***** EXCERPTED DATA
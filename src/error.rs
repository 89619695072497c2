//! Deku - Error types
//!
//! Game-state anomalies (illegal moves, missing kings, expired deadlines)
//! degrade to booleans and scores. These errors cover the construction and
//! configuration boundaries only.

use std::path::PathBuf;

use thiserror::Error;

use crate::board::Move;
use crate::types::{Color, Piece};

#[derive(Debug, Error, PartialEq, Eq)]
pub enum BoardError {
    #[error("invalid piece value {value} at file {file}, rank {rank}")]
    InvalidPiece { file: u8, rank: u8, value: Piece },

    #[error("layout holds more than one {0} king")]
    DuplicateKing(Color),

    #[error("coordinates ({file}, {rank}) are off the board")]
    OutOfBounds { file: i32, rank: i32 },

    #[error("cannot parse square {0:?}")]
    BadSquare(String),
}

#[derive(Debug, Error, PartialEq, Eq)]
pub enum MoveError {
    #[error("{mv} is not a legal move for {side}")]
    Illegal { mv: Move, side: Color },
}

#[derive(Debug, Error)]
pub enum ConfigError {
    #[error("failed to read {path}: {source}")]
    Io {
        path: PathBuf,
        #[source]
        source: std::io::Error,
    },

    #[error("failed to parse configuration: {0}")]
    Parse(#[from] toml::de::Error),

    #[error("invalid configuration: {0}")]
    Invalid(String),
}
**********
* [TASK GOAL]
Your answer must consist of every line above, transcribed verbatim.

* [RESPONSE AREA]
filename src/error.rs
repository 89619695072497c2
//! Deku - Error types
//!
//! Game-state anomalies (illegal moves, missing kings, expired deadlines)
//! degrade to booleans and scores. These errors cover the construction and
//! configuration boundaries only.

use std::path::PathBuf;

use thiserror::Error;

use crate::board::Move;
use crate::types::{Color, Piece};

#[derive(Debug, Error, PartialEq, Eq)]
pub enum BoardError {
    #[error("invalid piece value {value} at file {file}, rank {rank}")]
    InvalidPiece { file: u8, rank: u8, value: Piece },

    #[error("layout holds more than one {0} king")]
    DuplicateKing(Color),

    #[error("coordinates ({file}, {rank}) are off the board")]
    OutOfBounds { file: i32, rank: i32 },

    #[error("cannot parse square {0:?}")]
    BadSquare(String),
}

#[derive(Debug, Error, PartialEq, Eq)]
pub enum MoveError {
    #[error("{mv} is not a legal move for {side}")]
    Illegal { mv: Move, side: Color },
}

#[derive(Debug, Error)]
pub enum ConfigError {
    #[error("failed to read {path}: {source}")]
    Io {
        path: PathBuf,
        #[source]
        source: std::io::Error,
    },

    #[error("failed to parse configuration: {0}")]
    Parse(#[from] toml::de::Error),

    #[error("invalid configuration: {0}")]
    Invalid(String),
}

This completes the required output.